→ Stored data:
▼▼▼

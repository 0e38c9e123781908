// desktop-shell/src/lib.rs
pub mod bootstrap;
pub mod engine;
pub mod pinning;
pub mod shutdown;

pub use bootstrap::{BootstrapState, RunningSession, SessionBootstrap};
pub use engine::{BrowserEngine, EngineEvent, HeadlessEngine, PageRequest, PageResponse, RequestCredentials};
pub use pinning::{PinVerdict, TrustPinner};
pub use shutdown::{ShutdownHandle, ShutdownReason};
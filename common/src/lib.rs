pub mod config;
pub mod errors;
pub mod identity;
pub mod keystore;
pub mod models;
pub mod token;
pub mod utils;

pub use self::config::*;
pub use errors::ShellError;
pub use identity::{CertificateAuthority, Identity};
pub use keystore::{ProtectedKeyStore, TlsMaterial};
pub use models::secret::SharedSecret;
pub use self::utils::*;
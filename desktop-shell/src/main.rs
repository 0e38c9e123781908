// desktop-shell/src/main.rs
// Desktop shell - main.rs

use common::{setup_tracing, Config, ShellError};
use desktop_shell::{HeadlessEngine, SessionBootstrap};

async fn run(config: Config) -> Result<(), ShellError> {
    tracing::info!(
        "Starting desktop shell ({} auth{})",
        config.auth.mode,
        if config.dev_mode { ", development mode" } else { "" }
    );

    let engine = HeadlessEngine::new(config.window.clone());
    let session = SessionBootstrap::new(config).start(engine).await?;

    tracing::info!("Session running, loopback server on port {}", session.server_addr().port());
    session.run_until_shutdown().await
}

#[actix_web::main]
async fn main() {
    // Setup tracing
    setup_tracing();

    // Load configuration
    let config = Config::from_env();

    if let Err(e) = run(config).await {
        if e.is_fatal() {
            tracing::error!("Fatal error, aborting: {}", e);
            std::process::exit(1);
        }
        tracing::error!("Desktop shell failed: {}", e);
        std::process::exit(2);
    }
}
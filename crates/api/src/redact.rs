//! Scrubbing of secrets from text that may reach logs or error trackers.

use std::fmt;

pub const REDACTION_MARKER: &str = "***REDACTED***";

/// Replaces every known secret substring with [`REDACTION_MARKER`].
#[derive(Clone, Default)]
pub struct Redactor {
    secrets: Vec<String>,
}

impl Redactor {
    pub fn new<I, S>(secrets: I) -> Self
    where
        I: IntoIterator<Item = S>,
        S: Into<String>,
    {
        let mut secrets: Vec<String> = secrets
            .into_iter()
            .map(Into::into)
            .filter(|secret| !secret.is_empty())
            .collect();
        // Longest first so a secret containing another is replaced whole.
        secrets.sort_by(|a, b| b.len().cmp(&a.len()).then_with(|| a.cmp(b)));
        secrets.dedup();

        Self { secrets }
    }

    pub fn scrub(&self, text: &str) -> String {
        self.secrets
            .iter()
            .fold(text.to_owned(), |acc, secret| acc.replace(secret.as_str(), REDACTION_MARKER))
    }

    /// Scrubbed rendering of an error including its source chain.
    pub fn scrub_error(&self, err: &(dyn std::error::Error + 'static)) -> String {
        let mut text = err.to_string();
        let mut source = err.source();
        while let Some(cause) = source {
            text.push_str(": ");
            text.push_str(&cause.to_string());
            source = cause.source();
        }
        self.scrub(&text)
    }
}

impl fmt::Debug for Redactor {
    fn fmt(&self, f: &mut fmt::Formatter<'_>) -> fmt::Result {
        f.debug_struct("Redactor")
            .field("secrets", &self.secrets.len())
            .finish()
    }
}
//! Email verification.
//!
//! Flow:
//! 1. User requests a code via POST /send-code with their email
//! 2. A 6-digit code is generated and kept in memory for 10 minutes,
//!    replacing any code still pending for that email
//! 3. The code is emailed to the user
//! 4. User submits email + code to POST /verify-code
//! 5. On a match the code is consumed and the response says whether the
//!    email is the privileged identity
//!
//! Notes:
//! - /send-code is rate limited per client; /verify-code is not
//! - A wrong code leaves the pending code in place so the user can retry
//! - An expired code is removed the first time it is presented

use axum::{
    Json, Router,
    extract::{State, rejection::JsonRejection},
    http::StatusCode,
    response::IntoResponse,
    routing::post,
};
use garde::Validate;
use shared::api::{MessageResponse, SendCodePayload, VerifyCodePayload, VerifyCodeResponse};

use crate::{
    error::AppError,
    handlers::admit,
    middleware::client::ClientKey,
    services::{VERIFICATION_SUBJECT, verification_body},
    state::AppState,
    stores::{Category, VerifyOutcome},
};

pub fn router() -> Router<AppState> {
    Router::new()
        .route("/send-code", post(send_code))
        .route("/verify-code", post(verify_code))
}

async fn send_code(
    ClientKey(client): ClientKey,
    State(state): State<AppState>,
    payload: Result<Json<SendCodePayload>, JsonRejection>,
) -> Result<impl IntoResponse, AppError> {
    admit(&state, &client, Category::Email)?;

    let Json(payload) = payload.map_err(AppError::bad_body)?;
    payload
        .validate()
        .map_err(|e| AppError::Validation(e.to_string()))?;

    let Some(email) = state.email.clone() else {
        tracing::error!("verification requested but SMTP is not configured");
        return Err(AppError::External(
            StatusCode::INTERNAL_SERVER_ERROR,
            "Email service is not configured",
        ));
    };

    let code = state.stores.verification.issue(&payload.email);
    let body = verification_body(&code, state.config.code_ttl());

    if let Err(e) = email
        .send(&payload.email, VERIFICATION_SUBJECT, &body)
        .await
    {
        tracing::error!(
            email = %payload.email,
            error = %state.redactor.scrub(&format!("{:#}", e)),
            "failed to send verification code"
        );
        return Err(AppError::External(
            StatusCode::BAD_GATEWAY,
            "Could not send email. Please try again.",
        ));
    }

    tracing::info!(email = %payload.email, "verification code sent");

    Ok(Json(MessageResponse {
        success: true,
        message: "Verification code sent".to_string(),
    }))
}

async fn verify_code(
    State(state): State<AppState>,
    payload: Result<Json<VerifyCodePayload>, JsonRejection>,
) -> Result<impl IntoResponse, AppError> {
    let Json(payload) = payload.map_err(AppError::bad_body)?;
    payload
        .validate()
        .map_err(|e| AppError::Validation(e.to_string()))?;

    let outcome = state
        .stores
        .verification
        .verify(&payload.email, &payload.code);

    if let Some(err) = AppError::from_verify(outcome) {
        tracing::warn!(email = %payload.email, ?outcome, "verification failed");
        return Err(err);
    }
    let privileged = matches!(outcome, VerifyOutcome::Verified { privileged: true });

    tracing::info!(email = %payload.email, privileged, "email verified");

    Ok(Json(VerifyCodeResponse {
        success: true,
        message: "Verification successful".to_string(),
        is_privileged: privileged,
    }))
}
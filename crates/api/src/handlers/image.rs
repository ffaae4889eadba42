//! Image generation.

use axum::{
    Json, Router,
    extract::{State, rejection::JsonRejection},
    response::IntoResponse,
    routing::post,
};
use base64::{Engine, engine::general_purpose::STANDARD};
use garde::Validate;
use shared::api::{ImagePayload, ImageResponse};

use crate::{
    error::AppError, handlers::admit, middleware::client::ClientKey, services::random_seed,
    state::AppState, stores::Category,
};

pub fn router() -> Router<AppState> {
    Router::new().route("/generate-image", post(generate_image))
}

async fn generate_image(
    ClientKey(client): ClientKey,
    State(state): State<AppState>,
    payload: Result<Json<ImagePayload>, JsonRejection>,
) -> Result<impl IntoResponse, AppError> {
    admit(&state, &client, Category::Image)?;

    let Json(payload) = payload.map_err(AppError::bad_body)?;
    payload
        .validate()
        .map_err(|e| AppError::Validation(e.to_string()))?;

    let png = match state.image.generate(&payload.prompt, random_seed()).await {
        Ok(png) => png,
        Err(e) => {
            tracing::error!(error = %state.redactor.scrub_error(&e), "image generation failed");
            return Err(AppError::image(e));
        }
    };

    let preview: String = payload.prompt.chars().take(50).collect();
    tracing::info!(prompt = %preview, bytes = png.len(), "image generated");

    Ok(Json(ImageResponse {
        success: true,
        image: format!("data:image/png;base64,{}", STANDARD.encode(&png)),
    }))
}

▲▲▲

→ Task statement: For each line above that holds the string "main", provide a copy of that line.

→ Output of the task:
filename desktop-shell/src/main.rs
// desktop-shell/src/main.rs
// Desktop shell - main.rs
#[actix_web::main]
async fn main() {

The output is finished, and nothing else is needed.